On page 48, for example, Amis makes an unheralded reference to somebody named Rob. Bradford, not very helpfully, appends the word “Henderson” in square brackets. Four pages later we’re told what we should have been told straight away: that Rob Henderson was, for some time, Amis’s best friend. Rob sticks around in the narrative for several years. Then on page 102 Bradford casually, and without elaboration, announces that Rob, these days, is “dead.” He doesn’t feel the need to expand on that until page 363, where he discloses the cause of death: cancer, in 2001.     

Bradford seems temperamentally averse to saying the right things in the right order, or indeed at all. A biography of Amis, you might think, would be the right place for a clear account of the famous dental procedures he underwent during the nineties. But Bradford doesn’t seem all that interested in clearing the matter up. He quotes a newspaper report suggesting that Amis spent $20,000 having his molars replaced, but doesn’t say whether or not this is accurate. A while later he takes another brief pass at the question, and leaves you with the impression that Amis’s oral issues amounted to nothing worse than a pair of infected wisdom teeth. But Amis’s own memoir recounted, in excruciating detail, the surgical removal and replacement of nearly every tooth in his head. 

On the subject of Amis’s novels, Bradford can be illuminating. When he analyses portions of The Information (1995) in the light of Martin’s concurrent marriage breakdown, he is performing useful criticism, even if he does misremember a couple of plot details. (The hack novelist Gwyn Barry scores his first raging success with Amelior, not with Summertown.) 

Bradford forgets, though, that a biographical approach to Amis’s work can only get you so far. Amis is principally a satirist. He is interested – fearlessly – in the outside world. No doubt the novels contain wisps of his personal history, but that is not what they are about. A critic who plunges into the books in pursuit of Martin’s shadow risks seeing less in them than the average reader will, not more.    

Bradford, a couple of times, can be observed doing exactly that. Pursuing his notion that The Information is “a story about Martin Amis,” he cites the biographical fact that the father of one of Martin’s aristocratic girlfriends was fascinated by Martin’s velvet trousers. He then quotes a long scene from the novel in which an ageing aristocrat contemplates the trousers of Richard Tull, the book’s luckless anti-hero, and demands that he remove them. 

But the joke, in the novel, is that the trousers aren’t Richard’s; they’ve been lent to him by the old man’s daughter, and the old man has abruptly recognized them as his own. Instead of quoting the parts of the passage that make this clear, Bradford replaces them with ellipses. This is a bit naughty of him. It makes the passage sound more straightforwardly autobiographical than it really is.   

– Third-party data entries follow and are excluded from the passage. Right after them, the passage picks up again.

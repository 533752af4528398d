//! Static region catalog: palettes and enemy name pools per theme.

use crate::combat::types::EnemyKind;
use serde::Serialize;

/// Flavor, palette and enemy name pools for one region.
#[derive(Debug, PartialEq, Eq, Serialize)]
pub struct MapTheme {
    pub name: &'static str,
    pub wall_color: &'static str,
    pub floor_color: &'static str,
    /// Background gradient for the battle scene
    pub bg_gradient: &'static str,
    /// Adjectives for trash enemies
    pub enemy_prefixes: &'static [&'static str],
    /// Nouns for trash enemies, also the key into the enemy kind table
    pub enemy_bases: &'static [&'static str],
    pub boss_names: &'static [&'static str],
}

pub static THEMES: [MapTheme; 22] = [
    MapTheme {
        name: "Rotting Marsh",
        wall_color: "#2c3e23",
        floor_color: "#1a2316",
        bg_gradient: "#1a2316,#2c3e23,#000000",
        enemy_prefixes: &["Venomous", "Muddy", "Rotten", "Mutated", "Shaggy", "Reeking"],
        enemy_bases: &["Giant Rat", "Ooze", "Gnat Swarm", "Crocodile", "Hydra"],
        boss_names: &["King of the Marsh", "Source of All Plagues"],
    },
    MapTheme {
        name: "Scorched Inferno",
        wall_color: "#451212",
        floor_color: "#290808",
        bg_gradient: "#290808,#7f1d1d,#450a0a",
        enemy_prefixes: &["Burning", "Molten", "Obsidian", "Raging", "Ashen", "Hellborn"],
        enemy_bases: &["Imp", "Fire Elemental", "Hellhound", "Flame Fiend", "Red Whelp"],
        boss_names: &["Avatar of the Firelord", "Lord of Cinders"],
    },
    MapTheme {
        name: "Permafrost Plains",
        wall_color: "#1e293b",
        floor_color: "#0f172a",
        bg_gradient: "#0f172a,#1e3a8a,#cbd5e1",
        enemy_prefixes: &["Frigid", "Frosted", "Avalanche", "Crystal", "Pale", "Dormant"],
        enemy_bases: &["Snow Wolf", "Frost Giant", "Yeti", "Ice Wraith", "Polar Bear"],
        boss_names: &["Winter Empress", "Absolute Zero"],
    },
    MapTheme {
        name: "Cyber Ruins",
        wall_color: "#2e1065",
        floor_color: "#170a2b",
        bg_gradient: "#020617,#4c1d95,#c026d3",
        enemy_prefixes: &["Mechanical", "Laser", "Holographic", "Rogue", "Quantum", "Synthetic"],
        enemy_bases: &["Drone", "Sentry", "Cyborg", "Turret", "Mech Spider"],
        boss_names: &["Skynet Core", "Berserk Unit Zero"],
    },
    MapTheme {
        name: "Void Dimension",
        wall_color: "#310b45",
        floor_color: "#0f0214",
        bg_gradient: "#000000,#581c87,#000000",
        enemy_prefixes: &["Void", "Shadow", "Twisted", "Faceless", "Nightmare", "Chaos"],
        enemy_bases: &["Walker", "Devourer", "Beholder", "Tentacle Horror", "Phantom"],
        boss_names: &["Void Sovereign", "God of a Thousand Eyes"],
    },
    MapTheme {
        name: "Lost Temple",
        wall_color: "#78350f",
        floor_color: "#451a03",
        bg_gradient: "#451a03,#b45309,#292524",
        enemy_prefixes: &["Ancient", "Cursed", "Pharaoh's", "Dusty", "Golden", "Undying"],
        enemy_bases: &["Mummy", "Scarab", "Gargoyle", "Priest", "Anubis Guard"],
        boss_names: &["Undying Pharaoh", "Reaper of the Sands"],
    },
    MapTheme {
        name: "Abyssal Trench",
        wall_color: "#172554",
        floor_color: "#020617",
        bg_gradient: "#020617,#1e3a8a,#172554",
        enemy_prefixes: &["Deep", "Tidal", "Coral", "Charged", "Armored", "Toxic"],
        enemy_bases: &["Naga", "Giant Crab", "Anglerfish", "Sea Serpent", "Frenzied Shark"],
        boss_names: &["Leviathan", "Tyrant of the Deep"],
    },
    MapTheme {
        name: "Necropolis",
        wall_color: "#3f3f46",
        floor_color: "#18181b",
        bg_gradient: "#000000,#52525b,#18181b",
        enemy_prefixes: &["Skeletal", "Ghostly", "Decayed", "Vengeful", "Bone", "Vampiric"],
        enemy_bases: &["Soldier", "Archer", "Mage", "Knight", "Bat"],
        boss_names: &["Lich King", "Death Knight"],
    },
    MapTheme {
        name: "Sky Citadel",
        wall_color: "#e2e8f0",
        floor_color: "#bae6fd",
        bg_gradient: "#bae6fd,#e0f2fe,#ffffff",
        enemy_prefixes: &["Holy", "Stormy", "Cloudborne", "Winged", "Thundering", "Radiant"],
        enemy_bases: &["Griffin", "Harpy", "Pegasus", "Cloud Spirit", "Watcher"],
        boss_names: &["Storm Monarch", "Lord of the Sky"],
    },
    MapTheme {
        name: "Steam Fortress",
        wall_color: "#78350f",
        floor_color: "#271c19",
        bg_gradient: "#271c19,#b45309,#d97706",
        enemy_prefixes: &["Steam", "Clockwork", "Brass", "Geared", "Overcharged", "Ironclad"],
        enemy_bases: &["Robot", "Mech", "Engineer", "Gunner", "Patrol Bot"],
        boss_names: &["Steam Colossus", "Gear Overlord"],
    },
    MapTheme {
        name: "Glimmerwood",
        wall_color: "#064e3b",
        floor_color: "#022c22",
        bg_gradient: "#022c22,#059669,#d8b4fe",
        enemy_prefixes: &["Psychedelic", "Glowing", "Elder", "Psionic", "Emerald", "Moonlit"],
        enemy_bases: &["Treant", "Unicorn", "Fairy", "Flower Fiend", "Faerie Dragon"],
        boss_names: &["Elder Tree", "Avatar of the Moon"],
    },
    MapTheme {
        name: "Dragon's Lair",
        wall_color: "#7f1d1d",
        floor_color: "#450a0a",
        bg_gradient: "#450a0a,#dc2626,#fbbf24",
        enemy_prefixes: &["Blazing", "Blackscale", "Greedy", "Firebreathing", "Elder", "Frenzied"],
        enemy_bases: &["Wyrmling", "Dragonkin", "Kobold", "Wyvern", "Salamander"],
        boss_names: &["World-Ender Dragon", "Red Dragon Queen"],
    },
    MapTheme {
        name: "Crystal Mines",
        wall_color: "#4c1d95",
        floor_color: "#2e1065",
        bg_gradient: "#2e1065,#7c3aed,#22d3ee",
        enemy_prefixes: &["Crystallized", "Shining", "Prismatic", "Resonant", "Amethyst", "Hardened"],
        enemy_bases: &["Crystal Golem", "Miner", "Rock Eater", "Crystal Scorpion", "Geode"],
        boss_names: &["Crystal Queen", "Diamond Golem"],
    },
    MapTheme {
        name: "Ghost Fleet",
        wall_color: "#064e3b",
        floor_color: "#0f172a",
        bg_gradient: "#020617,#115e59,#0f172a",
        enemy_prefixes: &["Drowned", "Spectral", "Barnacled", "Sunken", "Accursed", "Rotting"],
        enemy_bases: &["Pirate", "Sailor", "Captain", "Revenant", "Skeleton Parrot"],
        boss_names: &["King of the Drowned", "Ghost Captain"],
    },
    MapTheme {
        name: "Fungal Wilds",
        wall_color: "#4a044e",
        floor_color: "#2e1065",
        bg_gradient: "#2e1065,#a21caf,#4ade80",
        enemy_prefixes: &["Spore", "Hallucinogenic", "Parasitic", "Bloated", "Poisonous", "Fluorescent"],
        enemy_bases: &["Mushroom Man", "Fungal Brute", "Spore Bat", "Slime", "Infected"],
        boss_names: &["Myconid Lord", "Heart of Rot"],
    },
    MapTheme {
        name: "Starship",
        wall_color: "#e5e5e5",
        floor_color: "#171717",
        bg_gradient: "#000000,#262626,#0ea5e9",
        enemy_prefixes: &["Alien", "Laser", "Plasma", "Mutant", "Interstellar", "Cyber"],
        enemy_bases: &["Xenomorph", "Space Marine", "Android", "Marauder", "Bio-Construct"],
        boss_names: &["Xeno Queen", "Star Warlord"],
    },
    MapTheme {
        name: "Bamboo Grove",
        wall_color: "#14532d",
        floor_color: "#365314",
        bg_gradient: "#14532d,#4ade80,#fef9c3",
        enemy_prefixes: &["Kung Fu", "Hermit", "Verdant", "Wild", "Spirited", "Drunken"],
        enemy_bases: &["Pandaren", "Tiger", "Golden Monkey", "Ninja", "Bamboo Spirit"],
        boss_names: &["Drunken Master", "Guardian of the Grove"],
    },
    MapTheme {
        name: "Vampire Manor",
        wall_color: "#450a0a",
        floor_color: "#000000",
        bg_gradient: "#000000,#991b1b,#450a0a",
        enemy_prefixes: &["Bloodthirsty", "Pallid", "Noble", "Nocturnal", "Crimson", "Eternal"],
        enemy_bases: &["Vampire", "Thrall", "Werewolf", "Giant Bat", "Stone Gargoyle"],
        boss_names: &["Count Dracula", "Blood Queen"],
    },
    MapTheme {
        name: "Barren Wasteland",
        wall_color: "#78350f",
        floor_color: "#451a03",
        bg_gradient: "#451a03,#d97706,#a16207",
        enemy_prefixes: &["Irradiated", "Mutant", "Feral", "Scavenger", "Rusty", "Dust"],
        enemy_bases: &["Raider", "Rad Scorpion", "Super Mutant", "Sandworm", "Thug"],
        boss_names: &["Wasteland Warlord", "Radiation Behemoth"],
    },
    MapTheme {
        name: "Shadow Labyrinth",
        wall_color: "#18181b",
        floor_color: "#09090b",
        bg_gradient: "#000000,#27272a,#52525b",
        enemy_prefixes: &["Formless", "Pitch-Black", "Despairing", "Dread", "Phantasmal", "Silent"],
        enemy_bases: &["Shade", "Assassin", "Nightmare", "Darkling", "Reaper"],
        boss_names: &["Avatar of Shadow", "Lord of Darkness"],
    },
    MapTheme {
        name: "Candy Kingdom",
        wall_color: "#fbcfe8",
        floor_color: "#fdf2f8",
        bg_gradient: "#fdf2f8,#f472b6,#fde047",
        enemy_prefixes: &["Sweet", "Sticky", "Crunchy", "Grumpy", "Chocolate", "Gingerbread"],
        enemy_bases: &["Gingerbread Man", "Gummy Beast", "Candy Unicorn", "Marshmallow", "Cookie Trooper"],
        boss_names: &["Candy King", "Duke of Chocolate"],
    },
    MapTheme {
        name: "Titan Ruins",
        wall_color: "#1e3a8a",
        floor_color: "#172554",
        bg_gradient: "#172554,#1d4ed8,#93c5fd",
        enemy_prefixes: &["Arcane", "Titanic", "Runic", "Warding", "Charged", "Primordial"],
        enemy_bases: &["Construct", "Guardian", "Golem", "Energy Orb", "Mana Wyrm"],
        boss_names: &["Titan Guardian", "Astral Magus"],
    },
];

/// Base name to enemy classification. Names missing from the table fall back
/// to [`EnemyKind::Beast`].
static ENEMY_KINDS: &[(&str, EnemyKind)] = &[
    ("Giant Rat", EnemyKind::Beast),
    ("Ooze", EnemyKind::Beast),
    ("Gnat Swarm", EnemyKind::Beast),
    ("Crocodile", EnemyKind::Beast),
    ("Hydra", EnemyKind::Beast),
    ("Imp", EnemyKind::Demon),
    ("Fire Elemental", EnemyKind::Demon),
    ("Hellhound", EnemyKind::Beast),
    ("Flame Fiend", EnemyKind::Demon),
    ("Red Whelp", EnemyKind::Beast),
    ("Snow Wolf", EnemyKind::Beast),
    ("Frost Giant", EnemyKind::Humanoid),
    ("Yeti", EnemyKind::Beast),
    ("Ice Wraith", EnemyKind::Undead),
    ("Polar Bear", EnemyKind::Beast),
    ("Drone", EnemyKind::Construct),
    ("Sentry", EnemyKind::Construct),
    ("Cyborg", EnemyKind::Humanoid),
    ("Turret", EnemyKind::Construct),
    ("Mech Spider", EnemyKind::Construct),
    ("Walker", EnemyKind::Humanoid),
    ("Devourer", EnemyKind::Demon),
    ("Beholder", EnemyKind::Demon),
    ("Tentacle Horror", EnemyKind::Beast),
    ("Phantom", EnemyKind::Undead),
    ("Mummy", EnemyKind::Undead),
    ("Scarab", EnemyKind::Beast),
    ("Gargoyle", EnemyKind::Construct),
    ("Priest", EnemyKind::Humanoid),
    ("Anubis Guard", EnemyKind::Humanoid),
    ("Naga", EnemyKind::Humanoid),
    ("Giant Crab", EnemyKind::Beast),
    ("Anglerfish", EnemyKind::Beast),
    ("Sea Serpent", EnemyKind::Beast),
    ("Frenzied Shark", EnemyKind::Beast),
    ("Soldier", EnemyKind::Undead),
    ("Archer", EnemyKind::Undead),
    ("Mage", EnemyKind::Undead),
    ("Knight", EnemyKind::Undead),
    ("Bat", EnemyKind::Beast),
    ("Griffin", EnemyKind::Beast),
    ("Harpy", EnemyKind::Demon),
    ("Pegasus", EnemyKind::Beast),
    ("Cloud Spirit", EnemyKind::Demon),
    ("Watcher", EnemyKind::Humanoid),
    ("Robot", EnemyKind::Construct),
    ("Mech", EnemyKind::Construct),
    ("Engineer", EnemyKind::Humanoid),
    ("Gunner", EnemyKind::Humanoid),
    ("Patrol Bot", EnemyKind::Construct),
    ("Treant", EnemyKind::Beast),
    ("Unicorn", EnemyKind::Beast),
    ("Fairy", EnemyKind::Humanoid),
    ("Flower Fiend", EnemyKind::Demon),
    ("Faerie Dragon", EnemyKind::Beast),
    ("Wyrmling", EnemyKind::Beast),
    ("Dragonkin", EnemyKind::Humanoid),
    ("Kobold", EnemyKind::Demon),
    ("Wyvern", EnemyKind::Beast),
    ("Salamander", EnemyKind::Beast),
    ("Crystal Golem", EnemyKind::Construct),
    ("Miner", EnemyKind::Humanoid),
    ("Rock Eater", EnemyKind::Beast),
    ("Crystal Scorpion", EnemyKind::Beast),
    ("Geode", EnemyKind::Construct),
    ("Pirate", EnemyKind::Undead),
    ("Sailor", EnemyKind::Undead),
    ("Captain", EnemyKind::Undead),
    ("Revenant", EnemyKind::Undead),
    ("Skeleton Parrot", EnemyKind::Undead),
    ("Mushroom Man", EnemyKind::Beast),
    ("Fungal Brute", EnemyKind::Beast),
    ("Spore Bat", EnemyKind::Beast),
    ("Slime", EnemyKind::Beast),
    ("Infected", EnemyKind::Undead),
    ("Xenomorph", EnemyKind::Demon),
    ("Space Marine", EnemyKind::Humanoid),
    ("Marauder", EnemyKind::Humanoid),
    ("Android", EnemyKind::Construct),
    ("Bio-Construct", EnemyKind::Construct),
    ("Pandaren", EnemyKind::Humanoid),
    ("Tiger", EnemyKind::Beast),
    ("Golden Monkey", EnemyKind::Beast),
    ("Ninja", EnemyKind::Humanoid),
    ("Bamboo Spirit", EnemyKind::Demon),
    ("Vampire", EnemyKind::Humanoid),
    ("Thrall", EnemyKind::Humanoid),
    ("Werewolf", EnemyKind::Beast),
    ("Giant Bat", EnemyKind::Beast),
    ("Stone Gargoyle", EnemyKind::Construct),
    ("Raider", EnemyKind::Humanoid),
    ("Rad Scorpion", EnemyKind::Beast),
    ("Super Mutant", EnemyKind::Humanoid),
    ("Sandworm", EnemyKind::Beast),
    ("Thug", EnemyKind::Humanoid),
    ("Shade", EnemyKind::Demon),
    ("Assassin", EnemyKind::Humanoid),
    ("Nightmare", EnemyKind::Demon),
    ("Darkling", EnemyKind::Undead),
    ("Reaper", EnemyKind::Undead),
    ("Gingerbread Man", EnemyKind::Construct),
    ("Gummy Beast", EnemyKind::Beast),
    ("Marshmallow", EnemyKind::Demon),
    ("Candy Unicorn", EnemyKind::Beast),
    ("Cookie Trooper", EnemyKind::Construct),
    ("Construct", EnemyKind::Construct),
    ("Guardian", EnemyKind::Construct),
    ("Golem", EnemyKind::Construct),
    ("Energy Orb", EnemyKind::Construct),
    ("Mana Wyrm", EnemyKind::Beast),
];

/// Looks up the classification for an enemy base name.
pub fn enemy_kind_for(base_name: &str) -> EnemyKind {
    ENEMY_KINDS
        .iter()
        .find(|(name, _)| *name == base_name)
        .map(|(_, kind)| *kind)
        .unwrap_or(EnemyKind::Beast)
}
use super::types::{Hero, Stats};

/// Rebuilds effective stats as base stats plus every equipped item's bonuses.
///
/// Current hp and mp keep their share of the old maximum, floored. When the
/// old maximum was zero the resource starts full instead.
pub fn recalculate_stats(hero: &Hero) -> Stats {
    let bonuses = hero.equipment.total_bonuses();
    let base = &hero.base_stats;
    let old = &hero.stats;

    let max_hp = base.max_hp + bonuses.hp as f64;
    let max_mp = base.max_mp + bonuses.mp as f64;

    Stats {
        hp: preserve_share(old.hp, old.max_hp, max_hp),
        max_hp,
        mp: preserve_share(old.mp, old.max_mp, max_mp),
        max_mp,
        atk: base.atk + bonuses.atk as f64,
        def: base.def + bonuses.def as f64,
        spd: base.spd + bonuses.spd as f64,
    }
}

/// Applies [`recalculate_stats`] in place.
pub fn apply_recalculation(hero: &mut Hero) {
    hero.stats = recalculate_stats(hero);
}

fn preserve_share(current: f64, old_max: f64, new_max: f64) -> f64 {
    if old_max <= 0.0 {
        return new_max;
    }
    // Multiply first so an unchanged max maps an integral value to itself.
    (new_max * current / old_max).floor().clamp(0.0, new_max)
}
//! Simulation report generation.

use super::runner::RunStats;
use crate::core::game_state::PhaseKind;
use serde::Serialize;

/// Aggregated results from multiple simulation runs.
#[derive(Debug, Clone, Serialize)]
pub struct SimReport {
    pub num_runs: u32,
    pub ticks_per_run: u64,

    pub avg_max_level: f64,
    pub deepest_level: u32,
    pub avg_bosses_defeated: f64,
    pub avg_party_wipes: f64,
    pub avg_encounters_won: f64,
    pub avg_items_equipped: f64,
    /// Share of all ticks spent in each phase, indexed like [`PhaseKind::ALL`]
    pub phase_share: [f64; 4],
    pub clamp_violations: u64,

    pub runs: Vec<RunStats>,
}

impl SimReport {
    /// Create a new report from completed run stats.
    pub fn from_runs(runs: Vec<RunStats>, ticks_per_run: u64) -> Self {
        let num_runs = runs.len() as u32;
        let n = (num_runs as f64).max(1.0);
        let avg = |f: fn(&RunStats) -> f64| runs.iter().map(f).sum::<f64>() / n;

        let total_ticks: u64 = runs.iter().map(|r| r.total_ticks).sum();
        let mut phase_share = [0.0; 4];
        if total_ticks > 0 {
            for (i, share) in phase_share.iter_mut().enumerate() {
                let ticks: u64 = runs.iter().map(|r| r.phase_ticks[i]).sum();
                *share = ticks as f64 / total_ticks as f64;
            }
        }

        Self {
            num_runs,
            ticks_per_run,
            avg_max_level: avg(|r| r.max_level as f64),
            deepest_level: runs.iter().map(|r| r.max_level).max().unwrap_or(1),
            avg_bosses_defeated: avg(|r| r.bosses_defeated as f64),
            avg_party_wipes: avg(|r| r.party_wipes as f64),
            avg_encounters_won: avg(|r| r.encounters_won as f64),
            avg_items_equipped: avg(|r| r.items_equipped as f64),
            phase_share,
            clamp_violations: runs.iter().map(|r| r.clamp_violations).sum(),
            runs,
        }
    }

    pub fn to_text(&self) -> String {
        let mut report = String::new();

        report.push_str("═══════════════════════════════════════════════════════════════\n");
        report.push_str("                    SIMULATION REPORT\n");
        report.push_str("═══════════════════════════════════════════════════════════════\n\n");

        report.push_str(&format!(
            "Runs: {} x {} ticks\n\n",
            self.num_runs, self.ticks_per_run
        ));

        report.push_str("── PROGRESSION ──────────────────────────────────────────────────\n");
        report.push_str(&format!("  Avg Max Level:       {:.1}\n", self.avg_max_level));
        report.push_str(&format!("  Deepest Level:       {}\n", self.deepest_level));
        report.push_str(&format!(
            "  Avg Bosses Defeated: {:.1}\n",
            self.avg_bosses_defeated
        ));
        report.push_str(&format!("  Avg Party Wipes:     {:.1}\n", self.avg_party_wipes));
        report.push_str(&format!(
            "  Avg Encounters Won:  {:.1}\n\n",
            self.avg_encounters_won
        ));

        report.push_str("── LOOT ─────────────────────────────────────────────────────────\n");
        report.push_str(&format!(
            "  Avg Items Equipped:  {:.1}\n\n",
            self.avg_items_equipped
        ));

        report.push_str("── TIME PER PHASE ───────────────────────────────────────────────\n");
        for (kind, share) in PhaseKind::ALL.iter().zip(self.phase_share.iter()) {
            report.push_str(&format!("  {:<20} {:>5.1}%\n", kind.name(), share * 100.0));
        }

        if self.clamp_violations > 0 {
            report.push_str(&format!(
                "\n  ⚠️  {} ticks left hp/mp out of bounds\n",
                self.clamp_violations
            ));
        }
        if self.avg_party_wipes > self.avg_encounters_won && self.num_runs > 0 {
            report.push_str("\n  ⚠️  More wipes than wins - enemy scaling too steep?\n");
        }

        report.push_str("\n═══════════════════════════════════════════════════════════════\n");

        report
    }

    /// Generate a JSON report for further analysis.
    pub fn to_json(&self) -> serde_json::Result<String> {
        serde_json::to_string_pretty(self)
    }
}

#[cfg(test)]
mod tests {
    use super::*;

    fn run(level: u32, wipes: u64, ticks: [u64; 4]) -> RunStats {
        RunStats {
            max_level: level,
            bosses_defeated: (level - 1) as u64,
            party_wipes: wipes,
            encounters_won: 10,
            ambushes: 9,
            items_equipped: 4,
            total_ticks: ticks.iter().sum(),
            phase_ticks: ticks,
            clamp_violations: 0,
        }
    }

    #[test]
    fn test_report_generation() {
        let runs = vec![run(3, 1, [50, 30, 15, 5]), run(5, 3, [60, 20, 15, 5])];
        let report = SimReport::from_runs(runs, 100);
        assert_eq!(report.num_runs, 2);
        assert!((report.avg_max_level - 4.0).abs() < 1e-9);
        assert_eq!(report.deepest_level, 5);
        assert!((report.avg_party_wipes - 2.0).abs() < 1e-9);
        assert!((report.phase_share[0] - 0.55).abs() < 1e-9);
        assert!((report.phase_share.iter().sum::<f64>() - 1.0).abs() < 1e-9);

        let text = report.to_text();
        assert!(text.contains("SIMULATION REPORT"));
        assert!(text.contains("Deepest Level:       5"));
        assert!(!text.contains("out of bounds"));
    }

    #[test]
    fn test_empty_report_has_no_nan() {
        let report = SimReport::from_runs(Vec::new(), 10);
        assert_eq!(report.avg_max_level, 0.0);
        assert_eq!(report.deepest_level, 1);
        assert!(report.phase_share.iter().all(|s| *s == 0.0));
    }

    #[test]
    fn test_json_report() {
        let report = SimReport::from_runs(vec![run(2, 0, [1, 1, 1, 1])], 4);
        let json = report.to_json();
        assert!(json.is_ok());
        let value: serde_json::Value =
            serde_json::from_str(&json.unwrap_or_default()).unwrap_or_default();
        assert_eq!(value["deepest_level"], 2);
        assert_eq!(value["runs"].as_array().map(|a| a.len()), Some(1));
    }
}
//! Live runner: ticks the simulation on a fixed cadence and prints the log.

use idle_crawler::character::Hero;
use idle_crawler::combat::CombatState;
use idle_crawler::config::{log_filter, CrawlConfig, USAGE};
use idle_crawler::core::{CoreGame, GameLoop, GameState, PhaseKind, SoundEffect, TickResult};
use idle_crawler::dungeon::Coordinate;
use idle_crawler::error::Result;
use rand::SeedableRng;
use rand_chacha::ChaCha8Rng;
use serde::Serialize;
use std::io::Write;
use std::thread;
use std::time::Duration;

/// One line of `--json` output.
#[derive(Serialize)]
struct Snapshot<'a> {
    tick: u64,
    phase: PhaseKind,
    phase_changed: bool,
    level: u32,
    theme: &'static str,
    position: Coordinate,
    party: &'a [Hero],
    combat: Option<&'a CombatState>,
    sound: Option<SoundEffect>,
}

impl<'a> Snapshot<'a> {
    fn new(state: &'a GameState, result: &TickResult) -> Self {
        Self {
            tick: state.tick_count,
            phase: state.phase_kind(),
            phase_changed: result.phase_changed(),
            level: state.map.level,
            theme: state.map.theme.name,
            position: state.position,
            party: &state.party,
            combat: state.combat(),
            sound: result.sound,
        }
    }
}

fn main() -> Result<()> {
    tracing_subscriber::fmt()
        .with_env_filter(log_filter(
            std::env::var("RUST_LOG").ok().as_deref(),
            "info",
        ))
        .with_writer(std::io::stderr)
        .init();

    let args: Vec<String> = std::env::args().skip(1).collect();
    let config = CrawlConfig::from_env().apply_args(&args)?;
    if config.show_help {
        println!("{}", USAGE);
        return Ok(());
    }

    let mut rng = match config.seed {
        Some(seed) => ChaCha8Rng::seed_from_u64(seed),
        None => ChaCha8Rng::from_entropy(),
    };
    tracing::info!(
        tick_ms = config.tick_rate_ms,
        seed = ?config.seed,
        "starting crawl"
    );

    let mut game = CoreGame::with_default_party(&mut rng);
    let mut stdout = std::io::stdout().lock();
    let mut last_logged = 0;
    let interval = Duration::from_millis(config.tick_rate_ms);

    let mut ticks = 0u64;
    while config.max_ticks.map_or(true, |max| ticks < max) {
        let result = game.tick(&mut rng);
        ticks += 1;
        let state = game.state();

        if config.json_snapshots {
            serde_json::to_writer(&mut stdout, &Snapshot::new(state, &result))?;
            writeln!(stdout)?;
        } else {
            for entry in state.log.entries().filter(|e| e.id >= last_logged) {
                writeln!(
                    stdout,
                    "[{}] {:<6} {}",
                    entry.timestamp.format("%H:%M:%S"),
                    entry.kind.label(),
                    entry.message
                )?;
            }
        }
        last_logged = state.log.total_written();
        stdout.flush()?;

        thread::sleep(interval);
    }

    Ok(())
}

Bradford does some similar textual pruning when psychoanalysing Kingsley’s Girl, 20 (1971). He feels that one of the protagonist’s children resembles Kingsley’s rebellious older son, Philip, who by this time was well into his twenties. The character, says Bradford, “frequently tells members of the family and visitors to ‘fuck off’, refuses to go to school and urinates regularly on the bathroom floor.” So he does, but it’s a trifle misleading of Bradford not to mention that he is six years old. 
First-rate biographers do the simple things well. Zachary Leader’s Life of Kingsley Amis (2006) was a model of the genre: lucid, panoramic, reader-friendly. Leader, admittedly, had the luxury of writing about a figure who was no longer around to help or hinder him. But he also had the right temperament for the job. If he had any personal quirks, he kept them out of his book. Bradford puts his in. His book is okay as an interim biography. But when the job of definitive biographer is being filled, I have a feeling that Bradford will, as the early Amis might have phrased it, get aimed.